No entanto, as yields das obrigações do tesouro francesas e alemãs estão confortáveis nos 3,23% e 2,36%. Mantêm o estatuto de activo de refúgio? Sim. Porém, face ao incremento do risco destes países, estas yields baixas podem estar a antecipar uma política monetária expansionista por parte do Banco Central Europeu, com uma descida abrupta das taxas de juro, para travar o abrandamento económico. Será difícil imaginar o que poderá acontecer se os CDS da França ultrapassarem os 2% e os da Alemanha chegarem perto dos 1,5%. Na retina dos investidores transparece o receio da sustentabilidade. Neste momento foram “resgatados” 6% do PIB da Zona Euro (i.e 3 peões, Grécia, Irlanda e Portugal), caso a Espanha e a Itália também necessitem de um “bailout” serão mais 12% e 18% do PIB respectivamente (i.e. 2 torres). Com o agudizar da percepção do risco pelo mercado, se por hipótese a França precisasse de um resgate, seria a queda da rainha com um peso de quase 25%. Ficaria a Alemanha a segurar os restantes países membros e a falência do sistema seria inevitável com um cheque ao rei. Na segurança social, quando 5 trabalhadores descontam para a reforma de um reformado o sistema funciona, contudo quando a pirâmide se inverte e um trabalhador suporta a reforma de 5 reformados o sistema entra em ruptura. Novo jogo com vários tabuleiros e cada país com o seu euro. Euro português, euro alemão…

A compra de dívida pública por parte do BCE é benéfica enquanto objectivo para “comprar tempo” até os Estados-Membros chegarem a um acordo viável. Esta instituição pode fazê-lo indefinidamente - porque “imprime notas” - mas não resolve nenhum problema de fundo, bem pelo contrário esbarra no principal propósito, da instituição, a estabilidade de preços.  

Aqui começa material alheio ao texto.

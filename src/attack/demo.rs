//! In-context demonstration attack.
//!
//! The attacked input is a set of demonstrations (code plus summary) shown
//! to a generation model ahead of a query. Identifiers are renamed across
//! every demonstration at once, using the union of the per-demonstration
//! substitution tables, with the greedy strategy. Each processed example
//! appends exactly one demonstration record and one answer record, on every
//! exit path.

use serde::{Deserialize, Serialize};
use tracing::info;

use super::greedy::GreedyAttacker;
use super::{AttackEnv, AttackMethod, AttackResult, Subject};
use crate::error::Result;
use crate::export::{AnswerRecord, DemoRecord, JsonlSink};
use crate::oracle::Oracle;
use crate::program::Program;
use crate::substitutes::SubstitutionTable;

/// One demonstration: a snippet and its reference summary
#[derive(Debug, Clone, Serialize, Deserialize)]
pub struct Demo {
    pub code: String,
    #[serde(default)]
    pub summary: String,
    #[serde(default)]
    pub substitutes: SubstitutionTable,
}

/// A query with the demonstrations that precede it
#[derive(Debug, Clone, Serialize, Deserialize)]
pub struct DemoExample {
    pub query: String,
    /// Expected answer for the query, if known
    #[serde(default)]
    pub reference: Option<String>,
    pub demos: Vec<Demo>,
}

impl DemoExample {
    /// Union of every demonstration's substitution table
    pub fn merged_substitutes(&self) -> SubstitutionTable {
        SubstitutionTable::merge(self.demos.iter().map(|d| &d.substitutes))
    }
}

/// Demonstrations plus query, rendered as one prompt
#[derive(Debug, Clone, PartialEq)]
pub struct DemoBundle {
    query: String,
    demos: Vec<(Program, String)>,
}

impl DemoBundle {
    pub fn new(example: &DemoExample) -> Self {
        Self {
            query: example.query.clone(),
            demos: example
                .demos
                .iter()
                .map(|d| (Program::parse(&d.code), d.summary.clone()))
                .collect(),
        }
    }

    /// Current source of every demonstration
    pub fn demo_sources(&self) -> Vec<String> {
        self.demos.iter().map(|(p, _)| p.source()).collect()
    }

    fn map_programs(&self, f: impl Fn(&Program) -> Program) -> Self {
        Self {
            query: self.query.clone(),
            demos: self.demos.iter().map(|(p, s)| (f(p), s.clone())).collect(),
        }
    }
}

impl Subject for DemoBundle {
    fn words(&self) -> Vec<String> {
        self.demos.iter().flat_map(|(p, _)| p.words()).collect()
    }

    fn render(&self, words: &[String]) -> String {
        let mut prompt = String::new();
        let mut offset = 0;
        for (program, summary) in &self.demos {
            let end = (offset + program.len()).min(words.len());
            prompt.push_str("Code: ");
            prompt.push_str(&words[offset..end].join(" "));
            prompt.push_str("\nSummary: ");
            prompt.push_str(summary);
            prompt.push_str("\n\n");
            offset = end;
        }
        prompt.push_str("Code: ");
        prompt.push_str(&self.query);
        prompt.push_str("\nSummary:");
        prompt
    }

    fn rename(&self, old: &str, new: &str) -> Self {
        self.map_programs(|p| p.rename(old, new))
    }

    fn rename_all(&self, renames: &[(&str, &str)]) -> Self {
        self.map_programs(|p| p.rename_all(renames.iter().copied()))
    }

    fn contains_identifier(&self, name: &str) -> bool {
        self.demos.iter().any(|(p, _)| p.contains_identifier(name))
    }

    fn source(&self) -> String {
        self.demo_sources().join("\n\n")
    }
}

/// Greedy attack over demonstrations, persisted as JSON Lines
pub struct DemoAttacker<'a, O: Oracle + ?Sized> {
    env: AttackEnv<'a, O>,
    demo_sink: JsonlSink,
    answer_sink: JsonlSink,
}

impl<'a, O: Oracle + ?Sized> DemoAttacker<'a, O> {
    pub fn new(env: AttackEnv<'a, O>, demo_sink: JsonlSink, answer_sink: JsonlSink) -> Self {
        Self {
            env,
            demo_sink,
            answer_sink,
        }
    }

    /// Every prompt scored for `example` carries its reference answer
    pub fn attack(&self, example: &DemoExample) -> Result<AttackResult> {
        let bundle = DemoBundle::new(example);
        let table = example.merged_substitutes();
        let env = self.env.clone().with_reference(example.reference.clone());
        let greedy = GreedyAttacker::new(env);
        let run = greedy.run(&bundle, &table, None)?;

        self.demo_sink.append(&DemoRecord {
            query: example.query.clone(),
            demo: run.current.demo_sources(),
        })?;
        self.answer_sink.append(&AnswerRecord {
            answer: run.prediction.answer.clone(),
            score: run.prediction.confidence(),
            metrics: run.prediction.metrics.clone(),
        })?;

        let mut result = run.result;
        result.method = AttackMethod::Demo;
        result.metrics = run.prediction.metrics;
        info!(outcome = %result.outcome, changed = result.nb_changed_var, "demo attack done");
        Ok(result)
    }
}

#[cfg(test)]
mod tests {
    use super::*;

    fn example() -> DemoExample {
        serde_json::from_str(
            r#"{
                "query": "int sub(int x,int y){return x-y;}",
                "demos": [
                    {"code": "int add(int a,int b){return a+b;}", "summary": "adds", "substitutes": {"a": ["m"]}},
                    {"code": "int neg(int a){return -a;}", "summary": "negates", "substitutes": {"a": ["n"], "b": ["k"]}}
                ]
            }"#,
        )
        .unwrap()
    }

    #[test]
    fn test_merged_table() {
        let merged = example().merged_substitutes();
        assert_eq!(merged.names().collect::<Vec<_>>(), vec!["a", "b"]);
        assert_eq!(merged.get("a").unwrap(), &["m".to_string(), "n".to_string()]);
    }

    #[test]
    fn test_bundle_renames_every_demo() {
        let bundle = DemoBundle::new(&example());
        let renamed = bundle.rename("a", "q");
        assert_eq!(
            renamed.demo_sources(),
            vec!["int add(int q,int b){return q+b;}", "int neg(int q){return -q;}"]
        );
        assert!(!renamed.contains_identifier("a"));
    }

    #[test]
    fn test_render_masks_stay_in_their_demo() {
        let bundle = DemoBundle::new(&example());
        let words = bundle.words();
        let first_len = Program::parse("int add(int a,int b){return a+b;}").len();
        assert_eq!(words.len(), first_len + Program::parse("int neg(int a){return -a;}").len());

        let masked = bundle.masked_inputs(&[first_len + 4], "<unk>");
        assert!(masked[0].contains("Code: int neg ( int <unk> )"));
        assert!(masked[0].ends_with("Code: int sub(int x,int y){return x-y;}\nSummary:"));
    }
}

Qual será o comportamento dos investidores no futuro? Provavelmente adoptar o lema: “Nunca ir contra o mercado”. A integração europeia está em regressão desde 2008. A Europa, para contrariar os mercados e dar-lhes outro rumo, tem que falar a uma só voz e criar uma união política baseada em dois pilares fundamentais: solidariedade e responsabilidade. Solidariedade dos países setentrionais com défices orçamentais moderados e superávits comerciais e responsabilidade dos países meridionais no objectivo de equilíbrio das suas contas públicas e comerciais.

Por: Paulo Monteiro Rosa, licenciado em economia pela Faculdade de Economia da Universidade do Porto e Senior Trader no Banco Carregosa desde Janeiro de 2006.